*To do*. Below are some records; output all of them exactly.

*The records*.
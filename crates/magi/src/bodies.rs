//! The fixed roster of bodies a chart is computed for.
//!
//! Declaration order is the roster order; `Ord` follows it, so a
//! `BTreeMap<Body, _>` iterates Sun first and Chiron last.

use crate::error::MagiError;
use serde::{Deserialize, Serialize};
use std::fmt;
use std::str::FromStr;

#[derive(Debug, Clone, Copy, PartialEq, Eq, PartialOrd, Ord, Hash, Serialize, Deserialize)]
pub enum Body {
    Sun,
    Moon,
    Mercury,
    Venus,
    Mars,
    Jupiter,
    Saturn,
    Uranus,
    Neptune,
    Pluto,
    Chiron,
}

/// Which physical ephemeris source serves a body.
#[derive(Debug, Clone, Copy, PartialEq, Eq, Hash, Serialize, Deserialize)]
#[serde(rename_all = "snake_case")]
pub enum BackendKind {
    Classical,
    MinorBody,
}

impl Body {
    pub const ALL: [Body; 11] = [
        Body::Sun,
        Body::Moon,
        Body::Mercury,
        Body::Venus,
        Body::Mars,
        Body::Jupiter,
        Body::Saturn,
        Body::Uranus,
        Body::Neptune,
        Body::Pluto,
        Body::Chiron,
    ];

    pub fn name(self) -> &'static str {
        match self {
            Body::Sun => "Sun",
            Body::Moon => "Moon",
            Body::Mercury => "Mercury",
            Body::Venus => "Venus",
            Body::Mars => "Mars",
            Body::Jupiter => "Jupiter",
            Body::Saturn => "Saturn",
            Body::Uranus => "Uranus",
            Body::Neptune => "Neptune",
            Body::Pluto => "Pluto",
            Body::Chiron => "Chiron",
        }
    }

    /// Whether retrograde status is reported for this body.
    ///
    /// The luminaries never station geocentrically and Chiron comes from
    /// the minor-body source, which is sampled once.
    pub fn tracks_motion(self) -> bool {
        !matches!(self, Body::Sun | Body::Moon | Body::Chiron)
    }

    pub fn backend(self) -> BackendKind {
        match self {
            Body::Chiron => BackendKind::MinorBody,
            _ => BackendKind::Classical,
        }
    }
}

impl fmt::Display for Body {
    fn fmt(&self, f: &mut fmt::Formatter<'_>) -> fmt::Result {
        f.write_str(self.name())
    }
}

impl FromStr for Body {
    type Err = MagiError;

    fn from_str(s: &str) -> Result<Self, Self::Err> {
        let wanted = s.trim();
        Body::ALL
            .iter()
            .copied()
            .find(|body| body.name().eq_ignore_ascii_case(wanted))
            .ok_or_else(|| MagiError::UnsupportedBody {
                name: wanted.to_string(),
            })
    }
}

impl fmt::Display for BackendKind {
    fn fmt(&self, f: &mut fmt::Formatter<'_>) -> fmt::Result {
        match self {
            BackendKind::Classical => f.write_str("classical"),
            BackendKind::MinorBody => f.write_str("minor-body"),
        }
    }
}

#[cfg(test)]
mod tests {
    use super::*;

    #[test]
    fn test_roster_order_matches_ord() {
        let mut sorted = Body::ALL.to_vec();
        sorted.sort();
        assert_eq!(sorted, Body::ALL.to_vec());
        assert_eq!(Body::ALL.first(), Some(&Body::Sun));
        assert_eq!(Body::ALL.last(), Some(&Body::Chiron));
    }

    #[test]
    fn test_motion_tracking() {
        assert!(!Body::Sun.tracks_motion());
        assert!(!Body::Moon.tracks_motion());
        assert!(!Body::Chiron.tracks_motion());
        assert!(Body::Mercury.tracks_motion());
        assert!(Body::Pluto.tracks_motion());
    }

    #[test]
    fn test_parse_body_names() {
        assert_eq!("mars".parse::<Body>().unwrap(), Body::Mars);
        assert_eq!(" Chiron ".parse::<Body>().unwrap(), Body::Chiron);
        match "ceres".parse::<Body>() {
            Err(MagiError::UnsupportedBody { name }) => assert_eq!(name, "ceres"),
            other => panic!("expected UnsupportedBody, got {:?}", other),
        }
    }

    #[test]
    fn test_backend_selection() {
        assert_eq!(Body::Chiron.backend(), BackendKind::MinorBody);
        assert_eq!(Body::Saturn.backend(), BackendKind::Classical);
    }
}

*Solution below*.
filename crates/magi/src/bodies.rs
//! The fixed roster of bodies a chart is computed for.
//!
//! Declaration order is the roster order; `Ord` follows it, so a
//! `BTreeMap<Body, _>` iterates Sun first and Chiron last.

use crate::error::MagiError;
use serde::{Deserialize, Serialize};
use std::fmt;
use std::str::FromStr;

#[derive(Debug, Clone, Copy, PartialEq, Eq, PartialOrd, Ord, Hash, Serialize, Deserialize)]
pub enum Body {
    Sun,
    Moon,
    Mercury,
    Venus,
    Mars,
    Jupiter,
    Saturn,
    Uranus,
    Neptune,
    Pluto,
    Chiron,
}

/// Which physical ephemeris source serves a body.
#[derive(Debug, Clone, Copy, PartialEq, Eq, Hash, Serialize, Deserialize)]
#[serde(rename_all = "snake_case")]
pub enum BackendKind {
    Classical,
    MinorBody,
}

impl Body {
    pub const ALL: [Body; 11] = [
        Body::Sun,
        Body::Moon,
        Body::Mercury,
        Body::Venus,
        Body::Mars,
        Body::Jupiter,
        Body::Saturn,
        Body::Uranus,
        Body::Neptune,
        Body::Pluto,
        Body::Chiron,
    ];

    pub fn name(self) -> &'static str {
        match self {
            Body::Sun => "Sun",
            Body::Moon => "Moon",
            Body::Mercury => "Mercury",
            Body::Venus => "Venus",
            Body::Mars => "Mars",
            Body::Jupiter => "Jupiter",
            Body::Saturn => "Saturn",
            Body::Uranus => "Uranus",
            Body::Neptune => "Neptune",
            Body::Pluto => "Pluto",
            Body::Chiron => "Chiron",
        }
    }

    /// Whether retrograde status is reported for this body.
    ///
    /// The luminaries never station geocentrically and Chiron comes from
    /// the minor-body source, which is sampled once.
    pub fn tracks_motion(self) -> bool {
        !matches!(self, Body::Sun | Body::Moon | Body::Chiron)
    }

    pub fn backend(self) -> BackendKind {
        match self {
            Body::Chiron => BackendKind::MinorBody,
            _ => BackendKind::Classical,
        }
    }
}

impl fmt::Display for Body {
    fn fmt(&self, f: &mut fmt::Formatter<'_>) -> fmt::Result {
        f.write_str(self.name())
    }
}

impl FromStr for Body {
    type Err = MagiError;

    fn from_str(s: &str) -> Result<Self, Self::Err> {
        let wanted = s.trim();
        Body::ALL
            .iter()
            .copied()
            .find(|body| body.name().eq_ignore_ascii_case(wanted))
            .ok_or_else(|| MagiError::UnsupportedBody {
                name: wanted.to_string(),
            })
    }
}

impl fmt::Display for BackendKind {
    fn fmt(&self, f: &mut fmt::Formatter<'_>) -> fmt::Result {
        match self {
            BackendKind::Classical => f.write_str("classical"),
            BackendKind::MinorBody => f.write_str("minor-body"),
        }
    }
}

#[cfg(test)]
mod tests {
    use super::*;

    #[test]
    fn test_roster_order_matches_ord() {
        let mut sorted = Body::ALL.to_vec();
        sorted.sort();
        assert_eq!(sorted, Body::ALL.to_vec());
        assert_eq!(Body::ALL.first(), Some(&Body::Sun));
        assert_eq!(Body::ALL.last(), Some(&Body::Chiron));
    }

    #[test]
    fn test_motion_tracking() {
        assert!(!Body::Sun.tracks_motion());
        assert!(!Body::Moon.tracks_motion());
        assert!(!Body::Chiron.tracks_motion());
        assert!(Body::Mercury.tracks_motion());
        assert!(Body::Pluto.tracks_motion());
    }

    #[test]
    fn test_parse_body_names() {
        assert_eq!("mars".parse::<Body>().unwrap(), Body::Mars);
        assert_eq!(" Chiron ".parse::<Body>().unwrap(), Body::Chiron);
        match "ceres".parse::<Body>() {
            Err(MagiError::UnsupportedBody { name }) => assert_eq!(name, "ceres"),
            other => panic!("expected UnsupportedBody, got {:?}", other),
        }
    }

    #[test]
    fn test_backend_selection() {
        assert_eq!(Body::Chiron.backend(), BackendKind::MinorBody);
        assert_eq!(Body::Saturn.backend(), BackendKind::Classical);
    }
}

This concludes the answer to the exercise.